Researchers are testing a new way to kill cancer cells selectively by attaching cancer-seeking antibodies to tiny carbon tubes that heat up when exposed to near-infrared light.
Biomedical scientists at UT Southwestern Medical Center and nanotechnology experts from UT Dallas describe their experiments in a study available online and in an upcoming print issue of Proceedings of the National Academy of Sciences.
Scientists are able to use biological molecules called monoclonal antibodies that bind to cancer cells. Monoclonal antibodies can work alone or can be attached to powerful anti-cancer drugs, radionuclides or toxins to deliver a deadly payload to cancer cells.
In this study, the researchers used monoclonal antibodies that targeted specific sites on lymphoma cells to coat tiny structures called carbon nanotubes. Carbon nanotubes are very small cylinders of graphite carbon that heat up when exposed to near-infrared light. This type of light, invisible to the human eye, is used in TV remote controls to switch channels and is detected by night-vision goggles.
Near-infrared light can penetrate human tissue up to about 1½ inches.

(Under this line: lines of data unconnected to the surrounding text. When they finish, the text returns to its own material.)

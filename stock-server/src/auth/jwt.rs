//! JWT 令牌服务
//!
//! 只负责验证与解析。令牌签发属于平台的认证服务，不在本节点内。

use jsonwebtoken::errors::ErrorKind;
use jsonwebtoken::{Algorithm, DecodingKey, Validation, decode};
use serde::{Deserialize, Serialize};
use thiserror::Error;

use shared::Role;

/// JWT 配置
#[derive(Debug, Clone, Serialize, Deserialize)]
pub struct JwtConfig {
    /// JWT 密钥 (应至少 32 字节, 与签发方共享)
    pub secret: String,
    /// 令牌签发者
    pub issuer: String,
    /// 令牌受众
    pub audience: String,
}

impl JwtConfig {
    /// 从环境变量加载
    pub fn from_env() -> Self {
        let secret = match std::env::var("JWT_SECRET") {
            Ok(s) if s.len() >= 32 => s,
            Ok(_) => {
                #[cfg(debug_assertions)]
                {
                    tracing::warn!("JWT_SECRET shorter than 32 bytes, using dev fallback");
                    dev_fallback_secret()
                }
                #[cfg(not(debug_assertions))]
                {
                    panic!("FATAL: JWT_SECRET must be at least 32 bytes");
                }
            }
            Err(_) => {
                #[cfg(debug_assertions)]
                {
                    tracing::warn!("JWT_SECRET not set, using dev fallback");
                    dev_fallback_secret()
                }
                #[cfg(not(debug_assertions))]
                {
                    panic!("FATAL: JWT_SECRET is not configured");
                }
            }
        };

        Self {
            secret,
            issuer: std::env::var("JWT_ISSUER").unwrap_or_else(|_| "vaxtrack-auth".to_string()),
            audience: std::env::var("JWT_AUDIENCE")
                .unwrap_or_else(|_| "stock-server".to_string()),
        }
    }
}

impl Default for JwtConfig {
    fn default() -> Self {
        Self::from_env()
    }
}

#[cfg(debug_assertions)]
fn dev_fallback_secret() -> String {
    "dev-only-jwt-secret-must-be-replaced-in-prod".to_string()
}

/// 存储在令牌中的 JWT Claims
///
/// 签发方负责把角色与属地写进令牌; 本节点据此做可见性裁剪。
#[derive(Debug, Clone, Serialize, Deserialize)]
pub struct Claims {
    /// 用户 ID (Subject)
    pub sub: String,
    /// 用户名
    pub username: String,
    /// 角色名称
    pub role: String,
    /// 所属大区 (regional 及以下)
    #[serde(default)]
    pub region: Option<String>,
    /// 所属卫生中心 (district/agent)
    #[serde(default)]
    pub health_center: Option<String>,
    /// 机构普通员工: 只能看到分配给自己的批次
    #[serde(default)]
    pub assigned_only: bool,
    /// 过期时间戳
    pub exp: i64,
    /// 签发时间戳
    pub iat: i64,
    /// 签发者
    pub iss: String,
    /// 受众
    pub aud: String,
}

/// JWT 错误
#[derive(Error, Debug)]
pub enum JwtError {
    #[error("无效令牌: {0}")]
    InvalidToken(String),

    #[error("令牌已过期")]
    ExpiredToken,

    #[error("无效签名")]
    InvalidSignature,
}

/// JWT 令牌服务 (验证专用)
#[derive(Debug, Clone)]
pub struct JwtService {
    config: JwtConfig,
}

impl JwtService {
    pub fn new(config: JwtConfig) -> Self {
        Self { config }
    }

    /// 验证令牌并返回 Claims
    pub fn validate_token(&self, token: &str) -> Result<Claims, JwtError> {
        let mut validation = Validation::new(Algorithm::HS256);
        validation.set_issuer(&[&self.config.issuer]);
        validation.set_audience(&[&self.config.audience]);

        let data = decode::<Claims>(
            token,
            &DecodingKey::from_secret(self.config.secret.as_bytes()),
            &validation,
        )
        .map_err(|e| match e.kind() {
            ErrorKind::ExpiredSignature => JwtError::ExpiredToken,
            ErrorKind::InvalidSignature => JwtError::InvalidSignature,
            other => JwtError::InvalidToken(format!("{:?}", other)),
        })?;

        Ok(data.claims)
    }

    /// 从 `Authorization: Bearer <token>` 头提取令牌
    pub fn extract_from_header(header: &str) -> Option<&str> {
        header.strip_prefix("Bearer ").map(str::trim)
    }
}

/// 当前用户上下文 - 由认证中间件注入请求扩展
#[derive(Debug, Clone)]
pub struct CurrentUser {
    pub id: String,
    pub username: String,
    pub role: Role,
    pub region: Option<String>,
    pub health_center: Option<String>,
    /// 只能操作分配给自己的批次 (机构普通员工)
    pub assigned_only: bool,
}

impl TryFrom<Claims> for CurrentUser {
    type Error = String;

    fn try_from(claims: Claims) -> Result<Self, Self::Error> {
        let role: Role = claims.role.parse()?;
        Ok(Self {
            id: claims.sub,
            username: claims.username,
            role,
            region: claims.region,
            health_center: claims.health_center,
            assigned_only: claims.assigned_only,
        })
    }
}

#[cfg(test)]
mod tests {
    use super::*;
    use jsonwebtoken::{EncodingKey, Header, encode};

    fn test_config() -> JwtConfig {
        JwtConfig {
            secret: "0123456789abcdef0123456789abcdef".to_string(),
            issuer: "vaxtrack-auth".to_string(),
            audience: "stock-server".to_string(),
        }
    }

    fn make_token(config: &JwtConfig, claims: &Claims) -> String {
        encode(
            &Header::new(Algorithm::HS256),
            claims,
            &EncodingKey::from_secret(config.secret.as_bytes()),
        )
        .unwrap()
    }

    fn claims(role: &str, exp_offset: i64) -> Claims {
        let now = chrono::Utc::now().timestamp();
        Claims {
            sub: "user-1".into(),
            username: "awa".into(),
            role: role.into(),
            region: Some("Dakar".into()),
            health_center: None,
            assigned_only: false,
            exp: now + exp_offset,
            iat: now,
            iss: "vaxtrack-auth".into(),
            aud: "stock-server".into(),
        }
    }

    #[test]
    fn valid_token_yields_current_user() {
        let config = test_config();
        let service = JwtService::new(config.clone());
        let token = make_token(&config, &claims("regional", 600));

        let parsed = service.validate_token(&token).unwrap();
        let user = CurrentUser::try_from(parsed).unwrap();
        assert_eq!(user.role, Role::Regional);
        assert_eq!(user.region.as_deref(), Some("Dakar"));
    }

    #[test]
    fn expired_token_is_rejected() {
        let config = test_config();
        let service = JwtService::new(config.clone());
        let token = make_token(&config, &claims("agent", -600));

        assert!(matches!(
            service.validate_token(&token),
            Err(JwtError::ExpiredToken)
        ));
    }

    #[test]
    fn unknown_role_fails_conversion() {
        let parsed = claims("admin", 600);
        assert!(CurrentUser::try_from(parsed).is_err());
    }

    #[test]
    fn bearer_prefix_is_stripped() {
        assert_eq!(JwtService::extract_from_header("Bearer abc"), Some("abc"));
        assert_eq!(JwtService::extract_from_header("Basic abc"), None);
    }
}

In cultures of cancerous lymphoma cells, the antibody-coated nanotubes attached to the cells' surfaces. When the targeted cells were then exposed to near-infrared light, the nanotubes heated up, generating enough heat to essentially "cook" the cells and kill them. Nanotubes coated with an unrelated antibody neither bound to nor killed the tumor cells.

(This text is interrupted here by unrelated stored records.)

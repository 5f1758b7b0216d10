//! Connection Registry
//!
//! 显式的连接注册表对象, 注入分发组件; 不是进程级单例。
//!
//! 同一用户同时只保留一条活动连接 (last-connection-wins): 新连接注册时
//! 旧连接被逐出并关闭。离线超过空闲阈值的连接由后台清扫任务逐出。

use std::collections::HashSet;
use std::sync::Arc;
use std::sync::atomic::{AtomicI64, Ordering};
use std::time::Duration;

use dashmap::DashMap;
use tokio_util::sync::CancellationToken;
use uuid::Uuid;

use shared::Role;
use shared::message::BusMessage;
use shared::roles::{ALL_ROOM, user_room};

use crate::realtime::transport::Transport;
use crate::utils::AppError;
use crate::utils::time::now_millis;

/// One live registered connection
#[derive(Debug)]
pub struct ClientConnection {
    pub connection_id: Uuid,
    pub user_id: String,
    pub role: Role,
    rooms: std::sync::RwLock<HashSet<String>>,
    transport: Arc<dyn Transport>,
    last_active: AtomicI64,
}

impl ClientConnection {
    /// New connection, auto-joined to its role room, its private user
    /// room and the catch-all `all` room.
    pub fn new(
        user_id: String,
        role: Role,
        extra_rooms: Vec<String>,
        transport: Arc<dyn Transport>,
    ) -> Self {
        let mut rooms: HashSet<String> = extra_rooms.into_iter().collect();
        rooms.insert(role.room());
        rooms.insert(user_room(&user_id));
        rooms.insert(ALL_ROOM.to_string());

        Self {
            connection_id: Uuid::new_v4(),
            user_id,
            role,
            rooms: std::sync::RwLock::new(rooms),
            transport,
            last_active: AtomicI64::new(now_millis()),
        }
    }

    pub fn join(&self, rooms: impl IntoIterator<Item = String>) {
        let mut joined = self.rooms.write().expect("rooms lock poisoned");
        joined.extend(rooms);
    }

    pub fn rooms(&self) -> HashSet<String> {
        self.rooms.read().expect("rooms lock poisoned").clone()
    }

    pub fn in_any_room(&self, rooms: &[String]) -> bool {
        let joined = self.rooms.read().expect("rooms lock poisoned");
        rooms.iter().any(|room| joined.contains(room))
    }

    /// 任何入向消息都刷新活跃时间
    pub fn touch(&self) {
        self.last_active.store(now_millis(), Ordering::Relaxed);
    }

    pub fn idle_millis(&self, now: i64) -> i64 {
        now - self.last_active.load(Ordering::Relaxed)
    }

    pub async fn send(&self, msg: &BusMessage) -> Result<(), AppError> {
        self.transport.write_message(msg).await
    }

    pub async fn close(&self) {
        if let Err(e) = self.transport.close().await {
            tracing::debug!(user = %self.user_id, error = %e, "Transport close failed");
        }
    }
}

/// Registry of live connections, keyed by user id
pub struct ConnectionRegistry {
    connections: DashMap<String, Arc<ClientConnection>>,
    idle_timeout: Duration,
}

impl ConnectionRegistry {
    pub fn new(idle_timeout: Duration) -> Self {
        Self {
            connections: DashMap::new(),
            idle_timeout,
        }
    }

    /// Register a connection; any prior registration for the same user is
    /// evicted and returned so the caller can close it.
    pub fn register(&self, connection: Arc<ClientConnection>) -> Option<Arc<ClientConnection>> {
        let user_id = connection.user_id.clone();
        let evicted = self.connections.insert(user_id.clone(), connection);
        if evicted.is_some() {
            tracing::info!(user = %user_id, "Evicting prior connection (last-connection-wins)");
        }
        evicted
    }

    /// Add rooms to a registered user's connection
    pub fn join(&self, user_id: &str, rooms: Vec<String>) -> bool {
        match self.connections.get(user_id) {
            Some(connection) => {
                connection.join(rooms);
                true
            }
            None => false,
        }
    }

    pub fn touch(&self, user_id: &str) {
        if let Some(connection) = self.connections.get(user_id) {
            connection.touch();
        }
    }

    /// Remove the user's registration only if it still is this connection
    /// - a stale handler must not tear down a newer registration.
    pub fn remove_if_current(&self, user_id: &str, connection_id: Uuid) -> bool {
        self.connections
            .remove_if(user_id, |_, current| current.connection_id == connection_id)
            .is_some()
    }

    /// Connections subscribed to at least one of `rooms`
    ///
    /// One connection per user, so per-call delivery is at-most-once per
    /// connected user by construction.
    pub fn members_of(&self, rooms: &[String]) -> Vec<Arc<ClientConnection>> {
        self.connections
            .iter()
            .filter(|entry| entry.value().in_any_room(rooms))
            .map(|entry| entry.value().clone())
            .collect()
    }

    pub fn len(&self) -> usize {
        self.connections.len()
    }

    pub fn is_empty(&self) -> bool {
        self.connections.is_empty()
    }

    /// Evict connections idle for longer than the timeout; returns them
    /// for the caller to close.
    pub fn sweep_idle(&self) -> Vec<Arc<ClientConnection>> {
        let now = now_millis();
        let timeout_millis = self.idle_timeout.as_millis() as i64;

        let stale: Vec<(String, Uuid)> = self
            .connections
            .iter()
            .filter(|entry| entry.value().idle_millis(now) > timeout_millis)
            .map(|entry| (entry.key().clone(), entry.value().connection_id))
            .collect();

        let mut evicted = Vec::new();
        for (user_id, connection_id) in stale {
            if let Some((_, connection)) = self
                .connections
                .remove_if(&user_id, |_, current| current.connection_id == connection_id)
            {
                tracing::info!(user = %user_id, "Evicting idle connection");
                evicted.push(connection);
            }
        }
        evicted
    }
}

/// Periodic sweep of idle connections
pub async fn run_sweeper(
    registry: Arc<ConnectionRegistry>,
    period: Duration,
    shutdown: CancellationToken,
) {
    let mut interval = tokio::time::interval(period);
    interval.set_missed_tick_behavior(tokio::time::MissedTickBehavior::Delay);
    // 跳过启动时的立即 tick, 刚注册的连接不需要清扫
    interval.tick().await;

    loop {
        tokio::select! {
            _ = shutdown.cancelled() => {
                tracing::info!("Connection sweeper stopped");
                break;
            }
            _ = interval.tick() => {
                let evicted = registry.sweep_idle();
                for connection in evicted {
                    connection.close().await;
                }
            }
        }
    }
}

#[cfg(test)]
mod tests {
    use super::*;
    use crate::realtime::transport::MemoryTransport;

    fn connection(user: &str, role: Role, rooms: Vec<String>) -> Arc<ClientConnection> {
        let (server_side, _client_side) = MemoryTransport::pair();
        Arc::new(ClientConnection::new(
            user.to_string(),
            role,
            rooms,
            server_side,
        ))
    }

    #[tokio::test]
    async fn registration_joins_default_rooms() {
        let conn = connection("u1", Role::Agent, vec!["hc_fann".into()]);
        let rooms = conn.rooms();
        assert!(rooms.contains("agent"));
        assert!(rooms.contains("user_u1"));
        assert!(rooms.contains(ALL_ROOM));
        assert!(rooms.contains("hc_fann"));
    }

    #[tokio::test]
    async fn last_connection_wins() {
        let registry = ConnectionRegistry::new(Duration::from_secs(1800));
        let first = connection("u1", Role::Agent, vec![]);
        let second = connection("u1", Role::Agent, vec![]);
        let second_id = second.connection_id;

        assert!(registry.register(first.clone()).is_none());
        let evicted = registry.register(second).expect("first should be evicted");
        assert_eq!(evicted.connection_id, first.connection_id);
        assert_eq!(registry.len(), 1);

        // 旧连接的 handler 退出时不能拆掉新注册
        assert!(!registry.remove_if_current("u1", first.connection_id));
        assert!(registry.remove_if_current("u1", second_id));
        assert!(registry.is_empty());
    }

    #[tokio::test]
    async fn members_resolve_by_room_intersection() {
        let registry = ConnectionRegistry::new(Duration::from_secs(1800));
        registry.register(connection("agent1", Role::Agent, vec!["hc_fann".into()]));
        registry.register(connection("agent2", Role::Agent, vec!["hc_pikine".into()]));
        registry.register(connection("chief", Role::Regional, vec!["region_dakar".into()]));

        let fann = registry.members_of(&["hc_fann".to_string()]);
        assert_eq!(fann.len(), 1);
        assert_eq!(fann[0].user_id, "agent1");

        let agents = registry.members_of(&["agent".to_string()]);
        assert_eq!(agents.len(), 2);

        let everyone = registry.members_of(&[ALL_ROOM.to_string()]);
        assert_eq!(everyone.len(), 3);
    }

    #[tokio::test]
    async fn idle_connections_are_swept() {
        let registry = ConnectionRegistry::new(Duration::from_millis(0));
        let conn = connection("u1", Role::Agent, vec![]);
        registry.register(conn.clone());

        // idle_timeout 为零, 任何连接都立即过期
        tokio::time::sleep(Duration::from_millis(5)).await;
        let evicted = registry.sweep_idle();
        assert_eq!(evicted.len(), 1);
        assert!(registry.is_empty());

        // touch 之后的连接不会被清扫
        let registry = ConnectionRegistry::new(Duration::from_secs(1800));
        let conn = connection("u2", Role::Agent, vec![]);
        registry.register(conn.clone());
        conn.touch();
        assert!(registry.sweep_idle().is_empty());
        assert_eq!(registry.len(), 1);
    }
}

"Using near-infrared light for the induction of hyperthermia is particularly attractive because living tissues do not strongly absorb radiation in this range," said Dr. Ellen Vitetta, director of the Cancer Immunobiology Center at UT Southwestern and senior author of the study. "Once the carbon nanotubes have bound to the tumor cells, an external source of near-infrared light can be used to safely penetrate normal tissues and kill the tumor cells.
"Demonstrating this specific killing was the objective of this study. We have worked with targeted therapies for many years, and even when this degree of specificity can be demonstrated in a laboratory dish, there are many hurdles to translating these new therapies into clinical studies. We're just beginning to test this in mice, and although there is no guarantee it will work, we are optimistic."
The use of carbon nanotubes to destroy cancer cells with heat is being explored by several research groups, but the new study is the first to show that both the antibody and the carbon nanotubes retained their physical properties and their functional abilities – binding to and killing only the targeted cells. This was true even when the antibody-nanotube complex was placed in a setting designed to mimic conditions inside the human body.
Biomedical applications of nanoparticles are increasingly attracting the attention of basic and clinical scientists. There are, however, challenges to successfully developing nanomedical reagents. One is the potential that a new nanomaterial may damage healthy cells and organisms. This requires that the effects of nanomedical reagents on cells and organisms be thoroughly studied to determine whether the reagents are inherently toxic.
"There are rational approaches to detecting and minimizing the potential for nonspecific toxicity of the nanoparticles developed in our studies," said Dr. Rockford Draper, leader of the team from UT Dallas and a professor of molecular and cell biology.